One of my former students posted a request on Facebook this morning: "Please post a picture of an act of love." Of course he's taking a bit of harassment from people who find the suggestion, uh, suggestive. But I know what he meant, I think, because he's a very nice man, a teacher, a husband, a father. So his request set me thinking, which is a lovely reversal from the times I stood before him in a classroom and tried to challenge him to think.
I thought about a service club meeting I attended last night, and how many acts of love I witnessed in less than two hours. Here are a few of them:
1. A man in his thirties -- a medical doctor, from a country half way around the world, new to Memphis, new to his job as a professor, speaking his second language. He came to the meeting not knowing a soul there because he wanted to do something useful with his free time. "I want to help," he said as he applied for membership. "You people do good work."
2. A widow whose husband died only six weeks ago, who is refusing to believe that her own life is over. She also came to the meeting to consider membership in the group. Her husband used to be a member, and she is ready to continue his efforts in service to those in need.
3. Another young man -- a member this time -- pushing the club to donate to a fundraiser that will benefit sick children. His own two beautiful and healthy children sat there with him. He showed them the teddy bears he wanted us to purchase, bu made it clear to them that the bears would go to someone less fortunate than they. And they understood -- no crying or demands of "I want one!" We witnessed two acts of love here, I think -- children being taught well as well as an act of generosity.
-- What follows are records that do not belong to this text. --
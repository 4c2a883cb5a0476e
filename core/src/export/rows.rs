// core/src/export/rows.rs
use chrono::{DateTime, Utc};
use std::collections::HashMap;

use super::csv::CsvBuilder;
use crate::model::{jst, Order, ProductId, ProductSummary, ShippingAddress};

/// Column set of the per-order export. Kept stable for the spreadsheets fed from it.
pub const ORDER_EXPORT_HEADERS: [&str; 12] = [
  "注文番号",
  "注文日",
  "氏名",
  "メールアドレス",
  "電話番号",
  "郵便番号",
  "都道府県",
  "市区町村",
  "住所",
  "金額",
  "ステータス",
  "購入商品",
];

pub const LINE_ITEM_EXPORT_HEADERS: [&str; 10] = [
  "注文番号",
  "注文日",
  "ステータス",
  "商品ID",
  "商品名",
  "数量",
  "単価",
  "小計",
  "氏名",
  "メールアドレス",
];

pub(crate) fn format_order_date(at: DateTime<Utc>) -> String {
  at.with_timezone(&jst()).format("%Y/%m/%d %H:%M").to_string()
}

fn product_name<'a>(products: &'a HashMap<ProductId, ProductSummary>, id: &'a ProductId) -> &'a str {
  products.get(id).map(|p| p.name.as_str()).unwrap_or(id.0.as_str())
}

/// One row per order; every line item is collapsed into the last cell, one per line.
pub fn write_order_rows(
  csv: &mut CsvBuilder,
  entries: &[(Order, ShippingAddress)],
  products: &HashMap<ProductId, ProductSummary>,
) {
  csv.push_row(ORDER_EXPORT_HEADERS);
  for (order, addr) in entries {
    let items = order
      .items
      .iter()
      .map(|item| format!("{} × {}", product_name(products, &item.product_id), item.quantity))
      .collect::<Vec<_>>()
      .join("\n");
    csv.push_row([
      order.order_number.clone(),
      format_order_date(order.created_at),
      addr.name.clone(),
      addr.email.clone(),
      addr.phone.clone(),
      addr.postal_code.clone(),
      addr.prefecture.clone(),
      addr.city.clone(),
      addr.address.clone(),
      order.total_amount.to_string(),
      order.status.label().to_string(),
      items,
    ]);
  }
}

/// One row per line item, for the analytics export.
pub fn write_line_item_rows(
  csv: &mut CsvBuilder,
  entries: &[(Order, ShippingAddress)],
  products: &HashMap<ProductId, ProductSummary>,
) {
  csv.push_row(LINE_ITEM_EXPORT_HEADERS);
  for (order, addr) in entries {
    let ordered_on = format_order_date(order.created_at);
    for item in &order.items {
      csv.push_row([
        order.order_number.clone(),
        ordered_on.clone(),
        order.status.label().to_string(),
        item.product_id.0.clone(),
        product_name(products, &item.product_id).to_string(),
        item.quantity.to_string(),
        item.unit_price.to_string(),
        item.subtotal().to_string(),
        addr.name.clone(),
        addr.email.clone(),
      ]);
    }
  }
}
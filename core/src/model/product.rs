// core/src/model/product.rs

use serde::{Deserialize, Serialize};

use super::order::ProductId;

/// Catalog view of a product, as needed for exports and shipment emails.
#[derive(Debug, Clone, PartialEq, Eq, Serialize, Deserialize)]
#[serde(rename_all = "camelCase")]
pub struct ProductSummary {
  pub id: ProductId,
  pub name: String,
  pub price: i64,
}
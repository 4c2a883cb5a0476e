// core/src/directory.rs

//! Read-only collaborators owned by the rest of the storefront: the user
//! provider, the role check and the product catalog.

use async_trait::async_trait;
use std::collections::HashMap;

use crate::error::StoreResult;
use crate::model::{Customer, ProductId, ProductSummary, UserId};

#[async_trait]
pub trait UserDirectory: Send + Sync {
  async fn find_user(&self, id: &UserId) -> StoreResult<Option<Customer>>;

  /// Looks a customer up by the payment provider's customer reference.
  async fn find_by_stripe_customer(&self, customer_ref: &str) -> StoreResult<Option<Customer>>;
}

/// Capability check injected into every admin entry point.
#[async_trait]
pub trait Authorizer: Send + Sync {
  async fn is_admin(&self, user_id: &UserId) -> StoreResult<bool>;
}

#[async_trait]
pub trait Catalog: Send + Sync {
  /// Returns the products that exist among `ids`, keyed by id. Unknown ids are omitted.
  async fn products(&self, ids: &[ProductId]) -> StoreResult<HashMap<ProductId, ProductSummary>>;
}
4. A gay couple, open about their relationship and confident enough in it to live their separate lives -- not sitting together, following different interests, but still working as a team.
5. A married couple, old enough to have grandchildren but young enough to still be developing new careers. The wife presented her new business, confidently and well, while her husband sat in the back of the room, rooting for her and worrying for her.
6. A woman in her mid-eighties, independent, still working, reaching out to the neediest of our members with kindness and understanding.
7. And several members who were nominating others to be considered for awards. Not a one suggested himself.
Yes, Sean, you've made an important point. Acts of love are all around us. And you don't have to for Valentine's Day to see them.